PROVIDED MATERIAL:

----

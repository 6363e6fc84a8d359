//! JSON device templates.
//!
//! A template is plain data: an ordered list of device property records and
//! a list of object records. Values are typed by the property's schema
//! datatype, not by their JSON syntax, so `"68"` and `68` both load into a
//! real-valued present value.

use crate::device::Device;
use crate::error::ConfigError;
use crate::object::BacnetObject;
use crate::schema::{self, Datatype, ObjectSchema};
use crate::value::PropertyValue;
use bacpot_core::types::{ObjectId, ObjectType, PropertyId};
use serde::{Deserialize, Serialize};
use std::path::Path;

#[derive(Debug, Clone, Default, PartialEq, Serialize, Deserialize)]
pub struct DeviceTemplate {
    #[serde(default)]
    pub device: Vec<PropertyRecord>,
    #[serde(default)]
    pub objects: Vec<ObjectRecord>,
}

#[derive(Debug, Clone, PartialEq, Serialize, Deserialize)]
pub struct ObjectRecord {
    pub object_type: String,
    #[serde(default)]
    pub properties: Vec<PropertyRecord>,
}

#[derive(Debug, Clone, PartialEq, Serialize, Deserialize)]
pub struct PropertyRecord {
    pub key: String,
    pub value: TemplateValue,
}

#[derive(Debug, Clone, PartialEq, Serialize, Deserialize)]
#[serde(untagged)]
pub enum TemplateValue {
    Boolean(bool),
    Integer(i64),
    Float(f64),
    Text(String),
    List(Vec<TemplateValue>),
}

impl PropertyRecord {
    pub fn new(key: impl Into<String>, value: TemplateValue) -> Self {
        Self {
            key: key.into(),
            value,
        }
    }
}

impl DeviceTemplate {
    pub fn from_path(path: impl AsRef<Path>) -> Result<Self, ConfigError> {
        let path = path.as_ref();
        let text = std::fs::read_to_string(path).map_err(|source| ConfigError::Io {
            path: path.to_path_buf(),
            source,
        })?;
        Self::from_json_str(&text)
    }

    pub fn from_json_str(text: &str) -> Result<Self, ConfigError> {
        Ok(serde_json::from_str(text)?)
    }

    /// Validates every record against the schema and builds the device.
    pub fn build(&self) -> Result<Device, ConfigError> {
        let identity = Identity::collect(ObjectType::Device, &self.device)?;
        let instance = identity
            .instance
            .ok_or_else(|| ConfigError::MissingIdentifier("device".into()))?;
        let name = identity.name.ok_or(ConfigError::MissingName(ObjectId::new(
            ObjectType::Device,
            instance,
        )))?;

        let mut device = Device::new(instance, name)?;
        apply_records(device.object_mut(), &self.device)?;

        for record in &self.objects {
            device.register(record.build()?)?;
        }
        log::info!(
            "loaded device {} `{}` with {} objects",
            device.identifier(),
            device.name(),
            device.objects().len()
        );
        Ok(device)
    }
}

impl ObjectRecord {
    fn build(&self) -> Result<BacnetObject, ConfigError> {
        let object_type = ObjectType::from_name(&normalize_key(&self.object_type))
            .filter(|object_type| schema::schema_for(*object_type).is_some())
            .ok_or_else(|| ConfigError::UnknownObjectType(self.object_type.clone()))?;
        if object_type == ObjectType::Device {
            return Err(ConfigError::UnknownObjectType(self.object_type.clone()));
        }

        let identity = Identity::collect(object_type, &self.properties)?;
        let instance = identity
            .instance
            .ok_or_else(|| ConfigError::MissingIdentifier(object_type.to_string()))?;
        let id = ObjectId::new(object_type, instance);
        let name = identity.name.ok_or(ConfigError::MissingName(id))?;

        let mut object = BacnetObject::new(id, name)?;
        apply_records(&mut object, &self.properties)?;
        Ok(object)
    }
}

/// Canonical hyphenated form of a template key: `present_value`,
/// `Present Value` and `presentValue` all become `present-value`.
pub fn normalize_key(key: &str) -> String {
    let mut out = String::with_capacity(key.len() + 4);
    let mut prev_lower = false;
    for ch in key.trim().chars() {
        if ch == '_' || ch == ' ' || ch == '-' {
            if !out.is_empty() && !out.ends_with('-') {
                out.push('-');
            }
            prev_lower = false;
        } else if ch.is_ascii_uppercase() {
            if prev_lower {
                out.push('-');
            }
            out.push(ch.to_ascii_lowercase());
            prev_lower = false;
        } else {
            out.push(ch);
            prev_lower = ch.is_ascii_lowercase() || ch.is_ascii_digit();
        }
    }
    out
}

enum Key {
    Identifier,
    Name,
    Type,
    Property(PropertyId),
}

fn classify(key: &str) -> Option<Key> {
    match normalize_key(key).as_str() {
        "object-identifier" | "device-identifier" => Some(Key::Identifier),
        "object-name" | "device-name" => Some(Key::Name),
        "object-type" => Some(Key::Type),
        other => PropertyId::from_name(other).map(Key::Property),
    }
}

#[derive(Default)]
struct Identity {
    instance: Option<u32>,
    name: Option<String>,
}

impl Identity {
    fn collect(object_type: ObjectType, records: &[PropertyRecord]) -> Result<Self, ConfigError> {
        let mut identity = Self::default();
        for record in records {
            match classify(&record.key) {
                Some(Key::Identifier) => {
                    identity.instance = Some(parse_instance(object_type, record)?);
                }
                Some(Key::Name) => match &record.value {
                    TemplateValue::Text(name) if !name.is_empty() => {
                        identity.name = Some(name.clone());
                    }
                    _ => return Err(invalid(&record.key, "expected a non-empty string")),
                },
                Some(Key::Type) => {
                    let declared = match &record.value {
                        TemplateValue::Text(text) => ObjectType::from_name(&normalize_key(text)),
                        _ => None,
                    };
                    if declared != Some(object_type) {
                        return Err(invalid(&record.key, "does not match the record's type"));
                    }
                }
                Some(Key::Property(_)) | None => {}
            }
        }
        Ok(identity)
    }
}

fn parse_instance(object_type: ObjectType, record: &PropertyRecord) -> Result<u32, ConfigError> {
    let instance = match &record.value {
        TemplateValue::Integer(n) => u32::try_from(*n).ok(),
        TemplateValue::Text(text) => match text.split_once(':') {
            Some((ty, n)) if ObjectType::from_name(&normalize_key(ty)) == Some(object_type) => {
                n.trim().parse().ok()
            }
            Some(_) => None,
            None => text.trim().parse().ok(),
        },
        _ => None,
    };
    instance
        .filter(|n| *n < ObjectId::WILDCARD_INSTANCE)
        .ok_or_else(|| invalid(&record.key, "expected an instance number below 4194303"))
}

fn apply_records(object: &mut BacnetObject, records: &[PropertyRecord]) -> Result<(), ConfigError> {
    let schema = object.schema();
    for record in records {
        let id = match classify(&record.key) {
            Some(Key::Identifier | Key::Name | Key::Type) => continue,
            Some(Key::Property(id)) => id,
            None => return Err(unknown(schema, &record.key)),
        };
        if schema::is_computed(id) {
            return Err(ConfigError::ComputedProperty {
                key: record.key.clone(),
            });
        }
        let spec = schema
            .spec(id)
            .ok_or_else(|| unknown(schema, &record.key))?;
        let value = parse_value(id, spec.datatype, &record.value)
            .map_err(|reason| invalid(&record.key, &reason))?;
        object.insert(id, value);
    }
    object.fill_defaults();
    Ok(())
}

fn parse_value(id: PropertyId, datatype: Datatype, value: &TemplateValue) -> Result<PropertyValue, String> {
    use TemplateValue as T;
    let parsed = match (datatype, value) {
        (Datatype::Boolean, T::Boolean(b)) => Some(PropertyValue::Boolean(*b)),
        (Datatype::Boolean, T::Text(text)) => text.trim().parse().ok().map(PropertyValue::Boolean),
        (Datatype::Unsigned, T::Integer(n)) => u32::try_from(*n).ok().map(PropertyValue::Unsigned),
        (Datatype::Unsigned, T::Text(text)) => text.trim().parse().ok().map(PropertyValue::Unsigned),
        (Datatype::Signed, T::Integer(n)) => i32::try_from(*n).ok().map(PropertyValue::Signed),
        (Datatype::Signed, T::Text(text)) => text.trim().parse().ok().map(PropertyValue::Signed),
        (Datatype::Real, T::Integer(n)) => Some(PropertyValue::Real(*n as f32)),
        (Datatype::Real, T::Float(f)) => Some(PropertyValue::Real(*f as f32)),
        (Datatype::Real, T::Text(text)) => text.trim().parse().ok().map(PropertyValue::Real),
        (Datatype::Double, T::Integer(n)) => Some(PropertyValue::Double(*n as f64)),
        (Datatype::Double, T::Float(f)) => Some(PropertyValue::Double(*f)),
        (Datatype::Double, T::Text(text)) => text.trim().parse().ok().map(PropertyValue::Double),
        (Datatype::CharacterString, T::Text(text)) => {
            Some(PropertyValue::CharacterString(text.clone()))
        }
        (Datatype::Enumerated, T::Integer(n)) => {
            u32::try_from(*n).ok().map(PropertyValue::Enumerated)
        }
        (Datatype::Enumerated, T::Boolean(b)) => Some(PropertyValue::Enumerated(u32::from(*b))),
        (Datatype::Enumerated, T::Text(text)) => {
            let text = text.trim();
            schema::enumeration_value(id, &normalize_key(text))
                .or_else(|| text.parse().ok())
                .map(PropertyValue::Enumerated)
        }
        (Datatype::ObjectId, T::Text(text)) => parse_object_id(text).map(PropertyValue::ObjectId),
        (Datatype::BitString, T::List(items)) => items
            .iter()
            .map(|item| match item {
                T::Boolean(b) => Some(*b),
                T::Integer(0) => Some(false),
                T::Integer(1) => Some(true),
                _ => None,
            })
            .collect::<Option<Vec<_>>>()
            .map(|bits| PropertyValue::bit_string(&bits)),
        (Datatype::BitString, T::Text(text)) => text
            .trim()
            .chars()
            .map(|ch| match ch {
                '0' => Some(false),
                '1' => Some(true),
                _ => None,
            })
            .collect::<Option<Vec<_>>>()
            .map(|bits| PropertyValue::bit_string(&bits)),
        (Datatype::ArrayOf(inner), T::List(items)) => {
            let elements = items
                .iter()
                .map(|item| parse_value(id, *inner, item))
                .collect::<Result<Vec<_>, _>>()?;
            Some(PropertyValue::Array(elements))
        }
        _ => None,
    };
    parsed.ok_or_else(|| format!("{value:?} is not a valid {datatype:?}"))
}

/// Parses `analog-input:3` (or `analog-input,3`).
fn parse_object_id(text: &str) -> Option<ObjectId> {
    let (ty, instance) = text.split_once(':').or_else(|| text.split_once(','))?;
    let object_type = ObjectType::from_name(&normalize_key(ty))?;
    let instance = instance.trim().parse().ok()?;
    (instance <= ObjectId::WILDCARD_INSTANCE).then(|| ObjectId::new(object_type, instance))
}

fn unknown(schema: &ObjectSchema, key: &str) -> ConfigError {
    ConfigError::UnknownProperty {
        object_type: schema.object_type.to_string(),
        key: key.to_string(),
    }
}

fn invalid(key: &str, reason: &str) -> ConfigError {
    ConfigError::InvalidValue {
        key: key.to_string(),
        reason: reason.to_string(),
    }
}
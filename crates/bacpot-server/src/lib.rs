//! BACnet/IP device emulation: request dispatch, service handlers and the
//! responder loop.
//!
//! A datagram flows through [`Responder::process`]: BVLL and NPDU are
//! unwrapped, [`dispatch`] classifies the APDU and routes requests to a
//! [`handlers`] function, and [`transmit`] frames the resulting
//! [`ServiceResponse`] for the wire. [`BacnetServer`] drives a responder from
//! any [`DataLink`](bacpot_datalink::DataLink).

pub mod config;
pub mod dispatch;
pub mod error;
pub mod handlers;
pub mod response;
pub mod server;
pub mod transmit;

pub use config::{IAmAddressing, ServerConfig};
pub use dispatch::{IndicationState, ServiceRequest};
pub use error::ServerError;
pub use response::ServiceResponse;
pub use server::{BacnetServer, Responder};
pub use transmit::Outgoing;
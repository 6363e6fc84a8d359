#![no_main]

use bacpot_datalink::BvlcFrame;
use libfuzzer_sys::fuzz_target;

fuzz_target!(|data: &[u8]| {
    if let Ok(frame) = BvlcFrame::decode(data) {
        assert!(frame.npdu.len() <= data.len());
    }
});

----

REQUIRED ACTION: The answer should be all lines from the entries above that hold the word "struct".

RESPONSE TO THE TASK:
pub struct DeviceTemplate {
pub struct ObjectRecord {
pub struct PropertyRecord {
struct Identity {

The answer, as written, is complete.